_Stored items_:
=-=-=-=-=
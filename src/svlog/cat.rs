// Copyright (c) 2016-2021 Fabian Schuiki

//! The categorizing lexer. Tokenizes an input stream of characters, yielding a
//! stream of newline, whitespace, comment, symbol, and text tokens.
//!
//! # Example
//! ```
//! # use hdldeps_svlog::cat::*;
//! let input = "Löwe 老虎 Léopard\n";
//! let cat = Cat::new(input);
//! let tokens: Vec<_> = cat.collect();
//! assert_eq!(tokens.len(), 6);
//! ```

pub use self::CatTokenKind::*;
use std::str::CharIndices;

/// The categorizing lexer. Divides an input stream of characters (unicode) into
/// coarse groups of tokens. These include whitespace, comments, symbols, and
/// text. The strings contained in the emitted tokens can be concatenated to
/// arrive at the original file, i.e. no information is lost.
pub struct Cat<'a> {
    iter: CharIndices<'a>,
    last: usize,
    chars: (Option<char>, Option<char>),
    indices: (usize, usize),
}

impl<'a> Cat<'a> {
    /// Create a new categorizing lexer over a string.
    pub fn new(input: &'a str) -> Cat<'a> {
        let last = input.len();
        let mut iter = input.char_indices();
        let c0 = iter.next();
        let c1 = iter.next();
        Cat {
            iter: iter,
            last: last,
            chars: (c0.map(|x| x.1), c1.map(|x| x.1)),
            indices: (
                c0.map(|x| x.0).unwrap_or(last),
                c1.map(|x| x.0).unwrap_or(last),
            ),
        }
    }

    /// Advance to the next character in the input stream.
    fn bump(&mut self) {
        let c = self.iter.next();
        self.chars = (self.chars.1, c.map(|x| x.1));
        self.indices = (self.indices.1, c.map(|x| x.0).unwrap_or(self.last));
    }
}

impl<'a> Iterator for Cat<'a> {
    type Item = CatToken;

    fn next(&mut self) -> Option<Self::Item> {
        match self.chars {
            (None, _) => None,

            // Newlines
            (Some('\n'), _) => {
                let t = CatToken(Newline, self.indices.0, self.indices.1);
                self.bump();
                Some(t)
            }

            // Whitespace characters
            (Some(c), _) if is_whitespace(c) => {
                let p0 = self.indices.0;
                while let (Some(c), _) = self.chars {
                    if !is_whitespace(c) {
                        break;
                    }
                    self.bump();
                }
                Some(CatToken(Whitespace, p0, self.indices.0))
            }

            // IEEE 1800-2009 5.4 Comments
            // Consume single-line comments initiated by "//".
            (Some('/'), Some('/')) => {
                let p0 = self.indices.0;
                while let (Some(c), _) = self.chars {
                    if c == '\n' {
                        break;
                    }
                    self.bump();
                }
                Some(CatToken(Comment, p0, self.indices.0))
            }

            // Consume multi-line comments inititated by "/*". Running into the
            // end of the input yields an `OpenComment` token.
            (Some('/'), Some('*')) => {
                let p0 = self.indices.0;
                self.bump();
                self.bump();
                loop {
                    match self.chars {
                        (Some('*'), Some('/')) => {
                            self.bump();
                            self.bump();
                            return Some(CatToken(Comment, p0, self.indices.0));
                        }
                        (None, _) => return Some(CatToken(OpenComment, p0, self.indices.0)),
                        _ => self.bump(),
                    }
                }
            }

            // Consume symbols.
            // IEEE 1800-2009 5.5 Operators & 11.3 Operators
            (Some(c), _) if is_symbol(c) => {
                let t = CatToken(Symbol(c), self.indices.0, self.indices.1);
                self.bump();
                Some(t)
            }

            // Consume text.
            (Some(_), _) => {
                let p0 = self.indices.0;
                while let (Some(c), _) = self.chars {
                    if c == '\n' || is_whitespace(c) || is_symbol(c) {
                        break;
                    }
                    self.bump();
                }
                Some(CatToken(Text, p0, self.indices.0))
            }
        }
    }
}

/// Check whether the given character is considered a whitespace in
/// SystemVerilog.
fn is_whitespace(c: char) -> bool {
    c == ' ' || c == '\t' || c == '\r' || c == (0xA0 as char)
}

/// Check whether the given character is considered a symbol in SystemVerilog.
fn is_symbol(c: char) -> bool {
    match c {
        '(' | ')' | '[' | ']' | '{' | '}' | '#' | ':' | ';' | '.' | ',' | '=' | '+' | '-'
        | '*' | '/' | '~' | '|' | '<' | '>' | '!' | '%' | '^' | '&' | '?' | '\'' | '"'
        | '`' | '@' | '\\' => true,
        _ => false,
    }
}

/// A token emitted by the categorizing lexer. Carries the byte offsets of the
/// token's first character and the character after its last.
#[derive(Clone, Copy, PartialEq, Eq, Debug)]
pub struct CatToken(pub CatTokenKind, pub usize, pub usize);

/// The different kinds of tokens the categorizing lexer can emit.
#[derive(Clone, Copy, PartialEq, Eq, Debug)]
pub enum CatTokenKind {
    Newline,
    Whitespace,
    Comment,
    /// A block comment that is not closed before the end of the input.
    OpenComment,
    Symbol(char),
    Text,
}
=-=-=-=-=
_PROBLEM DESCRIPTION_: Work out how many lines of the preceding data contain the word "last". Reply with that number only.

_RESPONSE TO THE EXERCISE_: 7